Male mice were subjected to IRI, fibrosis model. Mice were treated with a mixture of IL-2–IL-2 mAb (IL-2c) and IL-33 (IL-2c/IL-33) for 5 consecutive days, starting from day –3. Samples were harvested and analyzed 28 days after injury. (A) Body weight change graph for the indicated groups. (B) Left kidney weight at termination. (C) Representative images showing H&E, α-SMA, and collagen I staining on kidney sections from sham, PBS, or IL-2c/IL-33–treated mice.
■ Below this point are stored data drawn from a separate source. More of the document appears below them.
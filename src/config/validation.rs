//! Configuration validation.
//!
//! # Responsibilities
//! - Semantic validation (serde handles syntactic)
//! - Check controller references can be resolved
//! - Validate value ranges (event capacity > 0, container present)
//! - Detect shadowed routes (anything after a catch-all)
//!
//! # Design Decisions
//! - Returns all validation errors, not just first
//! - Validation is pure: AppConfig → Result<(), Vec<ValidationError>>
//! - Runs before config is accepted into the system

use thiserror::Error;

use crate::config::schema::AppConfig;
use crate::controller::ControllerRef;
use crate::routing::table::{RouteDef, RouteTable};
use crate::routing::PatternError;

/// A single semantic problem in a configuration.
#[derive(Debug, Clone, PartialEq, Eq, Error)]
pub enum ValidationError {
    #[error("container selector must not be empty")]
    EmptyContainer,

    #[error("events.capacity must be greater than zero")]
    ZeroEventCapacity,

    #[error("route #{index} (`{path}`): {source}")]
    InvalidPattern {
        index: usize,
        path: String,
        source: PatternError,
    },

    #[error("route #{index} (`{path}`): controller identifier is empty")]
    EmptyController { index: usize, path: String },

    #[error("route #{index} (`{path}`): controller `{controller}` needs a loader")]
    LoaderRequired {
        index: usize,
        path: String,
        controller: String,
    },

    #[error("route #{index} (`{path}`) is unreachable behind catch-all route #{catch_all}")]
    UnreachableRoute {
        index: usize,
        path: String,
        catch_all: usize,
    },

    #[error("route name `{0}` is used twice")]
    DuplicateRouteName(String),
}

/// Check a single controller reference.
pub fn validate_controller_ref(
    index: usize,
    path: &str,
    controller: &ControllerRef,
    loader_configured: bool,
) -> Option<ValidationError> {
    match controller {
        ControllerRef::Factory(_) => None,
        ControllerRef::Named(id) if id.trim().is_empty() => Some(ValidationError::EmptyController {
            index,
            path: path.to_string(),
        }),
        ControllerRef::Named(id) if !loader_configured => Some(ValidationError::LoaderRequired {
            index,
            path: path.to_string(),
            controller: id.clone(),
        }),
        ControllerRef::Named(_) => None,
    }
}

/// Validate a configuration file on its own.
///
/// Routes from a file are always loader identifiers, so the loader is
/// assumed to be supplied when the app is built.
pub fn validate_config(config: &AppConfig) -> Result<(), Vec<ValidationError>> {
    let mut errors = Vec::new();

    if config.container.trim().is_empty() {
        errors.push(ValidationError::EmptyContainer);
    }
    if config.events.capacity == 0 {
        errors.push(ValidationError::ZeroEventCapacity);
    }

    let routes = config.routes.iter().cloned().map(RouteDef::from);
    if let Err(route_errors) = RouteTable::compile(routes, true) {
        errors.extend(route_errors);
    }

    if errors.is_empty() {
        Ok(())
    } else {
        Err(errors)
    }
}

#[cfg(test)]
mod tests {
    use super::*;
    use crate::config::RouteConfig;

    fn route(path: &str, controller: &str) -> RouteConfig {
        RouteConfig {
            path: path.into(),
            controller: controller.into(),
            name: None,
        }
    }

    #[test]
    fn test_valid_config() {
        let mut config = AppConfig::default();
        config.routes.push(route("/", "home"));
        config.routes.push(route("*", "not-found"));
        assert!(validate_config(&config).is_ok());
    }

    #[test]
    fn test_reports_every_error() {
        let mut config = AppConfig::default();
        config.container = " ".into();
        config.events.capacity = 0;
        config.routes.push(route("*", "not-found"));
        config.routes.push(route("/late", "late"));

        let errors = validate_config(&config).unwrap_err();
        assert_eq!(errors.len(), 3);
        assert_eq!(errors[0], ValidationError::EmptyContainer);
        assert_eq!(errors[1], ValidationError::ZeroEventCapacity);
        assert_eq!(
            errors[2].to_string(),
            "route #1 (`/late`) is unreachable behind catch-all route #0"
        );
    }

    #[test]
    fn test_factory_refs_skip_loader_check() {
        let factory = ControllerRef::factory(|| unreachable!("never resolved during validation"));
        assert!(validate_controller_ref(0, "/", &factory, false).is_none());
        assert!(validate_controller_ref(0, "/", &ControllerRef::named("home"), false).is_some());
    }
}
Scale bars: 100 μm. (D) Morphometric quantification of α-SMA and collagen I positive staining, from C. (E) qPCR analysis of whole kidneys for the indicated markers of kidney injury Kim1 and Ngal, inflammation (IL-1b) and fibrosis (α-SMA; TNC, tenascin; Vim, vimetin), shown as fold change relative to control samples. Results are a pool of 2 independent experiments; n = 5 for sham; n = 11 for PBS; n = 10 for IL-2c/IL-33. Mean ± SEM. **P < 0.01; ****P < 0.0001 compared with PBS-treated group by 2-tailed Student’s t test.